If Portia reframed the politics of race, Dorthea reworked the politics and performance of gender and sexuality:
RH: When did you decide that you liked women?
Dorthea: I liked them all my life. I've had a free range with it and you know one thing? I was just [flirt] like anybody. You don't know how to do that? Just look at them and smile. I'd go into bars and… they'd swing by… I'd wink, and I'd get a drink comin' over to me. You can work anything you want. Oh, yes, they say when you stop lookin' you're dead. I was doing all the grand things with the fellas and out there and then we'd all say good night and then I'd go on and change my clothes and I'd go to the more gay uh things. So it was like playing two roles. I was with girls “in the life” and those “not in the life.” They used to call me the bow tie girl. I mean, oh yes, they did. [laugh] Oh, and I had plenty of girls!

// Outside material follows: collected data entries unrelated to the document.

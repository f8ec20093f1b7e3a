//! SQLite persistence over sqlx.
//!
//! Embedded migrations run on open. Ids are uuids assigned at insert time and
//! returned to the caller, which is what the two-phase chunk linking depends
//! on. Embedding vectors land in per-dimension sparse columns
//! (`embedding_768` / `embedding_1536` / `embedding_3072`); models with any
//! other dimension are rejected by the store.

use std::path::Path;

use async_trait::async_trait;
use chrono::{DateTime, Utc};
use sqlx::sqlite::{SqliteConnectOptions, SqlitePoolOptions, SqliteRow};
use sqlx::{Row, SqlitePool};
use uuid::Uuid;

use super::{DocumentStore, PurgeSummary, RawDocumentSource};
use crate::models::{
    ChunkRecord, DocumentRecord, EmbeddingRecord, MetadataRecord, NewChunk, NewDocument,
    NewEmbedding, RawDocument,
};
use crate::types::StoreError;

/// SQLite-backed implementation of the pipeline's storage seams.
#[derive(Clone)]
pub struct SqliteStore {
    pool: SqlitePool,
}

impl SqliteStore {
    /// Opens (creating if missing) a database file and applies migrations.
    pub async fn open(path: impl AsRef<Path>) -> Result<Self, StoreError> {
        let options = SqliteConnectOptions::new()
            .filename(path.as_ref())
            .create_if_missing(true);
        let pool = SqlitePoolOptions::new().connect_with(options).await?;
        sqlx::migrate!("./migrations").run(&pool).await?;
        Ok(Self { pool })
    }

    /// Connects to an existing database URL and applies migrations.
    pub async fn connect(url: &str) -> Result<Self, StoreError> {
        let pool = SqlitePoolOptions::new().connect(url).await?;
        sqlx::migrate!("./migrations").run(&pool).await?;
        Ok(Self { pool })
    }

    /// The underlying pool, for queries outside the store contract.
    pub fn pool(&self) -> &SqlitePool {
        &self.pool
    }

    /// Registers a source and returns its id.
    pub async fn insert_source(&self, raw_url: &str) -> Result<String, StoreError> {
        let id = Uuid::new_v4().to_string();
        let host = url::Url::parse(raw_url)
            .ok()
            .and_then(|parsed| parsed.host_str().map(str::to_string));
        sqlx::query("INSERT INTO sources (id, raw_url, host, created_at) VALUES (?1, ?2, ?3, ?4)")
            .bind(&id)
            .bind(raw_url)
            .bind(host)
            .bind(Utc::now())
            .execute(&self.pool)
            .await?;
        Ok(id)
    }

    /// Records a fetched body for a source and returns the download id.
    pub async fn insert_download(&self, source_id: &str, body: &str) -> Result<String, StoreError> {
        let id = Uuid::new_v4().to_string();
        sqlx::query(
            "INSERT INTO downloads (id, source_id, body, downloaded_at) VALUES (?1, ?2, ?3, ?4)",
        )
        .bind(&id)
        .bind(source_id)
        .bind(body)
        .bind(Utc::now())
        .execute(&self.pool)
        .await?;
        Ok(id)
    }

    /// All registered source ids in registration order.
    pub async fn source_ids(&self) -> Result<Vec<String>, StoreError> {
        let rows = sqlx::query("SELECT id FROM sources ORDER BY rowid")
            .fetch_all(&self.pool)
            .await?;
        rows.iter()
            .map(|row| row.try_get::<String, _>("id").map_err(StoreError::from))
            .collect()
    }
}

fn embedding_column(dimension: usize) -> Result<&'static str, StoreError> {
    match dimension {
        768 => Ok("embedding_768"),
        1536 => Ok("embedding_1536"),
        3072 => Ok("embedding_3072"),
        other => Err(StoreError::UnsupportedDimension(other)),
    }
}

fn document_from_row(row: &SqliteRow) -> Result<DocumentRecord, StoreError> {
    Ok(DocumentRecord {
        id: row.try_get("id")?,
        source_id: row.try_get("source_id")?,
        download_id: row.try_get("download_id")?,
        format: row.try_get("format")?,
        min_chunk_size: row.try_get("min_chunk_size")?,
        max_chunk_size: row.try_get("max_chunk_size")?,
        published_at: row.try_get("published_at")?,
        modified_at: row.try_get("modified_at")?,
        indexed_at: row.try_get("indexed_at")?,
    })
}

fn chunk_from_row(row: &SqliteRow) -> Result<ChunkRecord, StoreError> {
    Ok(ChunkRecord {
        id: row.try_get("id")?,
        document_id: row.try_get("document_id")?,
        body: row.try_get("body")?,
        byte_size: row.try_get("byte_size")?,
        tokenizer: row.try_get("tokenizer")?,
        token_count: row.try_get("token_count")?,
        natural_lang: row.try_get("natural_lang")?,
        left_chunk_id: row.try_get("left_chunk_id")?,
        right_chunk_id: row.try_get("right_chunk_id")?,
    })
}

#[async_trait]
impl RawDocumentSource for SqliteStore {
    async fn fetch_raw_document(&self, source_id: &str) -> Result<RawDocument, StoreError> {
        let row = sqlx::query(
            "SELECT id, source_id, body FROM downloads \
             WHERE source_id = ?1 AND body IS NOT NULL \
             ORDER BY rowid DESC LIMIT 1",
        )
        .bind(source_id)
        .fetch_optional(&self.pool)
        .await?
        .ok_or_else(|| StoreError::MissingDownload(source_id.to_string()))?;

        Ok(RawDocument {
            download_id: row.try_get("id")?,
            source_id: row.try_get("source_id")?,
            body: row.try_get("body")?,
        })
    }
}

#[async_trait]
impl DocumentStore for SqliteStore {
    async fn find_document_by_source(
        &self,
        source_id: &str,
    ) -> Result<Option<DocumentRecord>, StoreError> {
        let row = sqlx::query(
            "SELECT id, source_id, download_id, format, min_chunk_size, max_chunk_size, \
             published_at, modified_at, indexed_at FROM documents WHERE source_id = ?1",
        )
        .bind(source_id)
        .fetch_optional(&self.pool)
        .await?;
        row.as_ref().map(document_from_row).transpose()
    }

    async fn upsert_document(
        &self,
        id: &str,
        document: &NewDocument,
    ) -> Result<String, StoreError> {
        let row = sqlx::query(
            "INSERT INTO documents (id, source_id, download_id, format, min_chunk_size, \
             max_chunk_size, published_at, modified_at, indexed_at) \
             VALUES (?1, ?2, ?3, ?4, ?5, ?6, ?7, ?8, ?9) \
             ON CONFLICT(source_id) DO UPDATE SET \
                 download_id = excluded.download_id, \
                 format = excluded.format, \
                 min_chunk_size = excluded.min_chunk_size, \
                 max_chunk_size = excluded.max_chunk_size, \
                 published_at = excluded.published_at, \
                 modified_at = excluded.modified_at, \
                 indexed_at = excluded.indexed_at \
             RETURNING id",
        )
        .bind(id)
        .bind(&document.source_id)
        .bind(&document.download_id)
        .bind(&document.format)
        .bind(document.min_chunk_size)
        .bind(document.max_chunk_size)
        .bind(document.published_at)
        .bind(document.modified_at)
        .bind(document.indexed_at)
        .fetch_one(&self.pool)
        .await?;
        Ok(row.try_get("id")?)
    }

    async fn insert_chunk(&self, chunk: &NewChunk) -> Result<String, StoreError> {
        let id = Uuid::new_v4().to_string();
        sqlx::query(
            "INSERT INTO chunks (id, document_id, body, byte_size, tokenizer, token_count, \
             natural_lang, left_chunk_id, right_chunk_id) \
             VALUES (?1, ?2, ?3, ?4, ?5, ?6, ?7, ?8, NULL)",
        )
        .bind(&id)
        .bind(&chunk.document_id)
        .bind(&chunk.body)
        .bind(chunk.byte_size)
        .bind(&chunk.tokenizer)
        .bind(chunk.token_count)
        .bind(&chunk.natural_lang)
        .bind(&chunk.left_chunk_id)
        .execute(&self.pool)
        .await?;
        Ok(id)
    }

    async fn update_chunk_right_ref(
        &self,
        chunk_id: &str,
        right_chunk_id: &str,
    ) -> Result<(), StoreError> {
        let result = sqlx::query("UPDATE chunks SET right_chunk_id = ?1 WHERE id = ?2")
            .bind(right_chunk_id)
            .bind(chunk_id)
            .execute(&self.pool)
            .await?;
        if result.rows_affected() == 0 {
            return Err(StoreError::Backend(format!("chunk {chunk_id} not found")));
        }
        Ok(())
    }

    async fn insert_embedding(&self, embedding: &NewEmbedding) -> Result<String, StoreError> {
        let column = embedding_column(embedding.dimension)?;
        let id = Uuid::new_v4().to_string();
        let vector_json = serde_json::to_string(&embedding.vector)?;
        let statement = format!(
            "INSERT INTO embeddings (id, object_id, object_type, model, dimension, {column}, \
             embedded_at) VALUES (?1, ?2, ?3, ?4, ?5, ?6, ?7)"
        );
        sqlx::query(&statement)
            .bind(&id)
            .bind(&embedding.object_id)
            .bind(&embedding.object_type)
            .bind(&embedding.model)
            .bind(embedding.dimension as i64)
            .bind(vector_json)
            .bind(embedding.embedded_at)
            .execute(&self.pool)
            .await?;
        Ok(id)
    }

    async fn insert_metadata(
        &self,
        document_id: &str,
        key: &str,
        value: &serde_json::Value,
    ) -> Result<String, StoreError> {
        let id = Uuid::new_v4().to_string();
        sqlx::query(
            "INSERT INTO document_meta (id, document_id, key, meta, created_at) \
             VALUES (?1, ?2, ?3, ?4, ?5)",
        )
        .bind(&id)
        .bind(document_id)
        .bind(key)
        .bind(value.to_string())
        .bind(Utc::now())
        .execute(&self.pool)
        .await?;
        Ok(id)
    }

    async fn delete_document_data(&self, document_id: &str) -> Result<PurgeSummary, StoreError> {
        let embeddings = sqlx::query(
            "DELETE FROM embeddings WHERE object_type = 'chunk' AND object_id IN \
             (SELECT id FROM chunks WHERE document_id = ?1)",
        )
        .bind(document_id)
        .execute(&self.pool)
        .await?
        .rows_affected();

        let chunks = sqlx::query("DELETE FROM chunks WHERE document_id = ?1")
            .bind(document_id)
            .execute(&self.pool)
            .await?
            .rows_affected();

        let metadata = sqlx::query("DELETE FROM document_meta WHERE document_id = ?1")
            .bind(document_id)
            .execute(&self.pool)
            .await?
            .rows_affected();

        Ok(PurgeSummary {
            chunks,
            embeddings,
            metadata,
        })
    }

    async fn chunks_for_document(
        &self,
        document_id: &str,
    ) -> Result<Vec<ChunkRecord>, StoreError> {
        let rows = sqlx::query(
            "SELECT id, document_id, body, byte_size, tokenizer, token_count, natural_lang, \
             left_chunk_id, right_chunk_id FROM chunks WHERE document_id = ?1 ORDER BY rowid",
        )
        .bind(document_id)
        .fetch_all(&self.pool)
        .await?;
        rows.iter().map(chunk_from_row).collect()
    }

    async fn metadata_for_document(
        &self,
        document_id: &str,
    ) -> Result<Vec<MetadataRecord>, StoreError> {
        let rows = sqlx::query(
            "SELECT id, document_id, key, meta, created_at FROM document_meta \
             WHERE document_id = ?1 ORDER BY rowid",
        )
        .bind(document_id)
        .fetch_all(&self.pool)
        .await?;
        rows.iter()
            .map(|row| {
                let raw: String = row.try_get("meta")?;
                Ok(MetadataRecord {
                    id: row.try_get("id")?,
                    document_id: row.try_get("document_id")?,
                    key: row.try_get("key")?,
                    value: serde_json::from_str(&raw)?,
                    created_at: row.try_get("created_at")?,
                })
            })
            .collect()
    }

    async fn embedding_for_chunk(
        &self,
        chunk_id: &str,
    ) -> Result<Option<EmbeddingRecord>, StoreError> {
        let row = sqlx::query(
            "SELECT id, object_id, object_type, model, dimension, embedding_768, \
             embedding_1536, embedding_3072, embedded_at FROM embeddings \
             WHERE object_id = ?1 AND object_type = 'chunk' ORDER BY rowid DESC LIMIT 1",
        )
        .bind(chunk_id)
        .fetch_optional(&self.pool)
        .await?;

        let Some(row) = row else {
            return Ok(None);
        };
        let dimension: i64 = row.try_get("dimension")?;
        let dimension = usize::try_from(dimension)
            .map_err(|_| StoreError::Backend(format!("negative dimension {dimension}")))?;
        let column = embedding_column(dimension)?;
        let raw: Option<String> = row.try_get(column)?;
        let raw = raw.ok_or_else(|| {
            StoreError::Backend(format!("embedding vector missing in column {column}"))
        })?;
        let vector: Vec<f32> = serde_json::from_str(&raw)?;
        let embedded_at: DateTime<Utc> = row.try_get("embedded_at")?;

        Ok(Some(EmbeddingRecord {
            id: row.try_get("id")?,
            object_id: row.try_get("object_id")?,
            object_type: row.try_get("object_type")?,
            model: row.try_get("model")?,
            vector,
            dimension,
            embedded_at,
        }))
    }
}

For Dorthea there was no need to “come out,” and she transferred the question of shame to the ignorant observer. Dorthea responded to the interviewer's question about coming out as an absurdity:
[Do you think I] put a sign on my back? If you think I am, I didn't I didn't say I was but if you like me well, you know what I am, that's a shame. That's all I can say [laugh]. Why you gotta tell? If you don't know, shame on you.
This thinking can be heard in her discussion of racial stereotyping as well. What was most important to Dorthea was how she envisioned herself and what descriptors she decided to accept. For Dorthea, “colored” was the racial descriptor of choice and the observer is left to her/his own devices: “[laugh] I got…. relatives from the other side [White] and relatives from this side [Black]…. I really don't go for that African American thing, I'm colored. That's what I say [laugh] to myself.”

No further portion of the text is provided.